- Work order -
Copy every line from the records below that carries the word "items".

Content starts

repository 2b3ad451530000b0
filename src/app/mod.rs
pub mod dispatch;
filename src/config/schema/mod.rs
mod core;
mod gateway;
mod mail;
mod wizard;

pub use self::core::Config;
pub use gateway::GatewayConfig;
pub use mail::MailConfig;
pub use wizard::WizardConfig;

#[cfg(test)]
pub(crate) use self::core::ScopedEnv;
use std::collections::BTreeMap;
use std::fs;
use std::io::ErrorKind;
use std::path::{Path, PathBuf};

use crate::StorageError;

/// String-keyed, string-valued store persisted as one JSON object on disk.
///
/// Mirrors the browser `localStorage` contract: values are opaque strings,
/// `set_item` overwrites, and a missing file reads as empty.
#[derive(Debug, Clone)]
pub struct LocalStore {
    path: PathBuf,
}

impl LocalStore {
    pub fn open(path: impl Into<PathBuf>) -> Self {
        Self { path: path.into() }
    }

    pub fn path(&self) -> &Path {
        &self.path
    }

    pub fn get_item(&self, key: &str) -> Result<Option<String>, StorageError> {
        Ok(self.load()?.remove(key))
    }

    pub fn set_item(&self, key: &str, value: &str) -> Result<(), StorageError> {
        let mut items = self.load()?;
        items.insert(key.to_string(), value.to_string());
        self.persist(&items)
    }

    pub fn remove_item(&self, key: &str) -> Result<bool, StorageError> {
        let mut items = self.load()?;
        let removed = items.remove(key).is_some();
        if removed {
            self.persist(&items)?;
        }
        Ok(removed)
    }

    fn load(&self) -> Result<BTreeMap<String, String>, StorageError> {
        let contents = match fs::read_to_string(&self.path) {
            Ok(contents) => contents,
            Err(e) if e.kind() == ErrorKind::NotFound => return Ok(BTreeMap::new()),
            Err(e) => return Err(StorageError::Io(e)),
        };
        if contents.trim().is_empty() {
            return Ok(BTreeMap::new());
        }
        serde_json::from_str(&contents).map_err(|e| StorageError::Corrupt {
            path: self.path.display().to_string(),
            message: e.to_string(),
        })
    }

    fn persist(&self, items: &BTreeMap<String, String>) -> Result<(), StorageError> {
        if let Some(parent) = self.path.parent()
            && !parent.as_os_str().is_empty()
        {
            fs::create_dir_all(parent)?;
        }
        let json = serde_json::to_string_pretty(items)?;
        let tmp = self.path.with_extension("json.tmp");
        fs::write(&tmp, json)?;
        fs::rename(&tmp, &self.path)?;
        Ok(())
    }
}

Content ends

- Solved exercise -
        let mut items = self.load()?;
        items.insert(key.to_string(), value.to_string());
        self.persist(&items)
        let mut items = self.load()?;
        let removed = items.remove(key).is_some();
            self.persist(&items)?;
    fn persist(&self, items: &BTreeMap<String, String>) -> Result<(), StorageError> {
        let json = serde_json::to_string_pretty(items)?;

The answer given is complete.